Like most disposable Hollywood artifacts these days it’s paid for by product placement and the most insulting would have to be the giant close-up of an ad for the new Sherlock Holmes, produced by the same company and opening in less than a month. If you’ve paid money to watch New Year’s Eve you’ve been suckered.
The First Grader is more down to earth. Based on the true story of an elderly man who takes the Kenyan government’s offer of free eductaion for all literally, it’s also a quick history of post-WWII colonialism and its legacy. Oliver Litondo plays the 84 year old Maruge, tortured and imprisoned by the British in the 1950s for (justified) insurrection.
Flashbacks to that terrible time balance the cuteness of the school scenes, but there’s a shadow over the present too. Tribal rivalries still dictate political influence and not everyone sees Maruge as a benign symbol of reconciliation. Not only is The First Grader a solid drama with a positive message, Kenya looks beautiful throughout.

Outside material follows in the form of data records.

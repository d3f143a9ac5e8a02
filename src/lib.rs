// Core logic for a pass-the-phone social deduction word game.
// The presentation layer (screens, card gestures, animations) lives
// elsewhere and drives this crate through `state::GameSession`.

pub mod error;
pub mod rng;
pub mod state;
pub mod types;
pub mod words;
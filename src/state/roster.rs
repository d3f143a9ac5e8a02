//! Roster management during setup.
//!
//! The roster belongs to the setup screen: players can only be added or
//! removed between rounds, and the impostor count is clamped eagerly so
//! it can never be inconsistent when a round starts.

use super::GameSession;
use crate::error::GameError;
use crate::types::{max_impostors, GamePhase, Player, PlayerId};

impl GameSession {
    /// Add a player to the roster. Names are trimmed and must be
    /// non-empty; ids are generated fresh and unique for the session.
    pub fn add_player(&mut self, name: &str) -> Result<PlayerId, GameError> {
        if self.phase != GamePhase::Setup {
            return Err(GameError::InvalidAction);
        }
        let name = name.trim();
        if name.is_empty() {
            return Err(GameError::InvalidName);
        }
        let player = Player::new(name);
        let id = player.id.clone();
        self.players.push(player);
        Ok(id)
    }

    /// Remove a player between rounds, clamping the impostor count down
    /// immediately if the smaller roster no longer supports it.
    pub fn remove_player(&mut self, id: &str) -> Result<(), GameError> {
        if self.phase != GamePhase::Setup {
            return Err(GameError::InvalidAction);
        }
        let index = self
            .players
            .iter()
            .position(|p| p.id == id)
            .ok_or(GameError::PlayerNotFound)?;
        self.players.remove(index);
        self.clamp_impostor_count();
        Ok(())
    }

    /// Request an impostor count; returns the value actually applied
    /// after clamping to `1..=max_impostors(roster size)`.
    pub fn set_impostor_count(&mut self, count: usize) -> usize {
        self.config.impostor_count = count;
        self.clamp_impostor_count();
        self.config.impostor_count
    }

    pub(super) fn clamp_impostor_count(&mut self) {
        let max = max_impostors(self.players.len());
        self.config.impostor_count = self.config.impostor_count.clamp(1, max);
    }
}
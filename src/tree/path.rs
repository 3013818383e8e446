//! Point updates by path copying.
//!
//! `set` records the root-to-leaf path, then rebuilds it bottom-up. Each
//! rebuilt node takes the freshly built child on the side the path went
//! through and the old, shared subtree on the other side. Nothing reachable
//! from the source root is written to.

use std::sync::Arc;

use smallvec::SmallVec;

use super::node::Node;
use super::node::Side;

/// Path steps, kept inline for balanced trees of up to 2^32 elements.
pub(crate) type Trail<'a, T> = SmallVec<[(Side, &'a Arc<Node<T>>); 32]>;

/// Result of a path-copying update.
pub struct Copied<T> {
    /// Root of the new version.
    pub root: Arc<Node<T>>,
    /// Number of nodes allocated for the new version.
    pub allocated: usize,
}

/// Replace the element at `index`, returning a new root.
///
/// The caller checks `index < root.size()`. Allocates one node per level of
/// the path, and shares every other node with `root`.
pub fn set<T>(root: &Arc<Node<T>>, mut index: usize, value: T) -> Copied<T> {
    debug_assert!(index < root.size());

    // Each step stores the side we descended into and the sibling we did not.
    let mut path: Trail<'_, T> = SmallVec::new();
    let mut node = root;
    while let Node::Branch { left, right, .. } = node.as_ref() {
        let before = left.size();
        if index < before {
            path.push((Side::Left, right));
            node = left;
        } else {
            index -= before;
            path.push((Side::Right, left));
            node = right;
        }
    }

    let allocated = path.len() + 1;
    let mut fresh = Arc::new(Node::leaf(value));
    for (side, sibling) in path.into_iter().rev() {
        fresh = Arc::new(Node::join(side, fresh, Arc::clone(sibling)));
    }

    return Copied { root: fresh, allocated };
}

Right now I should probably thank God for bringing me Kevin Smith’s Red State and Alex Kendrick’s Courageous in the same week. What did I do to be so blessed? There’s potentially a decent-sized thesis to be written comparing the two but I only have a couple of hundred words left. In one a rogue church led by a charismatic but malevolent pastor (Michael Parks) leads his flock full of loony tunes against the Feds – in the form of John Goodman’s Alcohol, Tobacco and Firearms agents.
Smith’s progressive political sympathies are right there in the title but his human sympathies are fairly non-existent. Red State is a fairly brutal experience, leavened only by moments of cynical humour.
Courageous, on the other hand, is equally one-eyed and paints an equally unlikely portrait of America – one of mowed lawns, picket fences, no cursing and where the only trouble comes from black gang-bangers and their clichéd drug dealing. It’s a rare for a product of the faith-based sector of the industry to get a cinema release here but it’s big business in the US, so much so that Sony has a whole division devoted to mining it.
Four small town cops (and their token working class latino friend) make a pact to become better fathers which, you know, no one could possibly have a problem with if it didn’t come with so much old-fashioned scripture-based misogynistic small-minded baggage. There’s a good film to be made about fatherhood and taking responsibility but Courageous demands and expects a theologically pure world view that leaves no room for other experiences of the world.
Printed in Wellington’s Capital Times on Wednesday14 December, 2011.